Mayhem at the Beverly Wilshire

During the winter at Broome Hall nothing very much went on in the garden, especially in the market garden. ‘It’s freezing, the ground’s solid, so nothing’s growing,’ Christensen told Ollie when he enquired one morning on the state of play. ‘Fancy a bit of heat then?’ Ollie said. ‘Wanna come out to Barbados?’ Christensen grabbed his passport and off they went. As they arrived at the hotel Ollie took Christensen to one side. ‘The barman at the restaurant knows who you are, you’re staying with me, you pay nothing here.’ And the holiday lasted three weeks. ‘I went out to Barbados with £45 spending money and came back with £55,’ says Christensen.

Paul Friday came along too, and Ollie boasted one night to the locals that he and Friday were top-notch darts players, foolishly as it turned out, because somebody set up a darts match with the island’s champions. Thinking it would be a few drinks and a bit of a laugh, they got a shock to see three hundred people and a local TV crew waiting for them. By a complete fluke they won, ‘Only because they were more pissed than us,’ said Ollie. The next day Christensen and Friday were told to be ‘on their best fucking behaviour’ because they’d all been invited to a barbecue. Ivan, Ollie’s driver on the island, took them to a beautiful villa that was discreetly tucked away and had a guard on the gate who was quite obviously wearing a piece. Christensen started to get a bit worried. ‘Anyway, we were let in and introduced to this middle-aged man, who was very pleasant. We had traditional food, it was a very nice evening. I was on my best behaviour obviously. And driving back with Ivan I asked, “What’s all the big deal about being on your best behaviour?” and Ivan replied, “I wouldn’t want you to insult the Prime Minister.”’

Another day Ollie took the group for a treat to Greensleeves, a very upmarket private estate fronting the beach. Almost immediately Oliver started to misbehave, climbing on to the flat roof of an outbuilding that overlooked the pool, while waiters tried to pull him down by one of his legs. Finally he got on to the diving board and, fully clothed, pretended he was going to jump in. Sitting nearby eyeing him up was an immaculately dressed woman, probably in her late fifties. When he saw her she said, ‘I will if you will.’ That was a red rag to a bull and Oliver leaped into the water. With that the woman stood up and executed a perfect swallow dive. ‘Give that woman a bottle of Dom Pérignon,’ Ollie announced. But the fun and games weren’t over. ‘Because then everyone else started to dive in too,’ remembers Paul Friday. ‘They were jumping off the diving boards. Nearly everyone in the restaurant ended up in the water. One broke his leg, a girl broke her ankle, another broke his arm.
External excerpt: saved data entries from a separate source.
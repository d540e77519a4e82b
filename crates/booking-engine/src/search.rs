//! Occurrence search filters and paging.

use serde::{Deserialize, Serialize};

use crate::model::{Occurrence, RoomId, UserId};

/// Which occurrences a search returns. Unset fields match everything.
#[derive(Debug, Clone, Default, PartialEq, Eq, Serialize, Deserialize)]
#[serde(rename_all = "camelCase", default)]
pub struct SearchFilter {
    /// Case-insensitive substring of the title.
    pub title: Option<String>,
    pub room_id: Option<RoomId>,
    /// Matches occurrences the user created or attends.
    pub user_id: Option<UserId>,
}

impl SearchFilter {
    pub fn matches(&self, occurrence: &Occurrence) -> bool {
        let title_ok = self.title.as_deref().map_or(true, |needle| {
            occurrence
                .title
                .to_lowercase()
                .contains(&needle.to_lowercase())
        });
        let room_ok = self.room_id.map_or(true, |room| occurrence.room_id == room);
        let user_ok = self.user_id.map_or(true, |user| occurrence.involves(user));
        title_ok && room_ok && user_ok
    }
}

/// A 1-based page request. A `page_size` of 0 selects the configured default.
#[derive(Debug, Clone, Copy, PartialEq, Eq, Serialize, Deserialize)]
#[serde(rename_all = "camelCase")]
pub struct PageRequest {
    pub page_no: usize,
    pub page_size: usize,
}

impl Default for PageRequest {
    fn default() -> Self {
        Self {
            page_no: 1,
            page_size: 0,
        }
    }
}

/// One page of results plus paging metadata.
#[derive(Debug, Clone, PartialEq, Serialize, Deserialize)]
#[serde(rename_all = "camelCase")]
pub struct Page<T> {
    pub items: Vec<T>,
    pub page_no: usize,
    pub page_size: usize,
    pub total_pages: usize,
    pub total_items: usize,
}

impl<T> Page<T> {
    /// Cut one page out of the full, already ordered result list.
    ///
    /// `page_no` and `page_size` below 1 are treated as 1.
    /// A page past the end comes back empty with correct totals.
    pub fn slice(all: Vec<T>, page_no: usize, page_size: usize) -> Self {
        let page_no = page_no.max(1);
        let page_size = page_size.max(1);
        let total_items = all.len();
        let total_pages = total_items.div_ceil(page_size);
        let items = all
            .into_iter()
            .skip((page_no - 1).saturating_mul(page_size))
            .take(page_size)
            .collect();
        Self {
            items,
            page_no,
            page_size,
            total_pages,
            total_items,
        }
    }
}
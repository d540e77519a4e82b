//! Error types for booking-engine operations.

use thiserror::Error;

use crate::conflict::Conflict;
use crate::validation::ValidationErrors;

/// The kind of record a [`BookingError::NotFound`] refers to.
#[derive(Debug, Clone, Copy, PartialEq, Eq)]
pub enum Entity {
    Occurrence,
    Room,
    User,
}

impl std::fmt::Display for Entity {
    fn fmt(&self, f: &mut std::fmt::Formatter<'_>) -> std::fmt::Result {
        f.write_str(match self {
            Entity::Occurrence => "occurrence",
            Entity::Room => "room",
            Entity::User => "user",
        })
    }
}

#[derive(Error, Debug)]
pub enum BookingError {
    /// One or more request fields failed validation. Every applicable rule has
    /// already run, so the map holds all problems at once.
    #[error("Validation failed: {0}")]
    Validation(ValidationErrors),

    /// The request collides with at least one persisted occurrence.
    #[error("Booking conflict on {}", conflict_dates(.0))]
    Conflict(Vec<Conflict>),

    #[error("No {entity} with id {id}")]
    NotFound { entity: Entity, id: String },

    #[error("Invalid update selection: {0}")]
    InvalidSelection(String),

    #[error("Invalid time interval: {0}")]
    InvalidInterval(String),

    #[error("Invalid recurrence: {0}")]
    InvalidRecurrence(String),

    #[error("Configuration error: {0}")]
    Config(String),

    /// A collaborator (storage, directory) failed unexpectedly.
    #[error("Internal error: {0}")]
    Internal(String),
}

impl BookingError {
    pub fn not_found(entity: Entity, id: impl ToString) -> Self {
        BookingError::NotFound {
            entity,
            id: id.to_string(),
        }
    }

    /// Validation and conflict failures are rendered to the user as field
    /// errors; everything else is a typed failure the caller maps itself.
    pub fn is_user_facing(&self) -> bool {
        matches!(self, BookingError::Validation(_) | BookingError::Conflict(_))
    }
}

impl From<ValidationErrors> for BookingError {
    fn from(errors: ValidationErrors) -> Self {
        BookingError::Validation(errors)
    }
}

impl From<config::ConfigError> for BookingError {
    fn from(err: config::ConfigError) -> Self {
        BookingError::Config(err.to_string())
    }
}

/// Distinct dates of `conflicts`, comma separated.
pub(crate) fn conflict_dates(conflicts: &[Conflict]) -> String {
    let mut dates: Vec<String> = conflicts
        .iter()
        .map(|c| c.requested.date.to_string())
        .collect();
    dates.dedup();
    dates.join(", ")
}

pub type Result<T> = std::result::Result<T, BookingError>;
It was complete mayhem.’

During their stay HMS Fearless came into port and here Ollie executed one of his great wind-ups. The victim was Paul Friday, who always told Oliver that he could see his wind-ups coming a mile off. With the ship sitting in Coconut Creek, all the officers frequented the local bar and immediately recognized Ollie. Asked if he was on holiday, he replied that he and his men were diving for Sam Lord’s treasure. Now, Sam Lord was the island’s most infamous buccaneer in the early 1800s and lured ships laden with gold on to a reef where he and his men slit their throats and stole their booty, much of which, legend has it, still lies on the seabed. Without any prior warning Ollie introduced Paul Friday to the officers as one of the best divers in the Royal Navy, presently AWOL because Ollie was paying him so much. Invited aboard HMS Fearless and into the officers’ mess, Friday grew ever more anxious putting on the old naval act as he was subjected to numerous questions about this fictitious dive. ‘Then suddenly I’ve got this bloody diving officer coming on to my shoulder asking what sort of gases I’d be using to go down to this depth. And I’m thinking, what have I got myself into? Ollie’s going, “Oh, it’s top-secret, experimental stuff.” The evening went by, we had quite a bit to drink. The next thing, these two heavies come in and I’m grabbed hold of, taken out, and locked up. I’m in this cell all night thinking, I’ve talked myself into this. The next morning the door opens and there’s Ollie and Norse and Ollie says, “Gotcha!” The whole bloody lot of them on that boat knew what was going on apart from me!’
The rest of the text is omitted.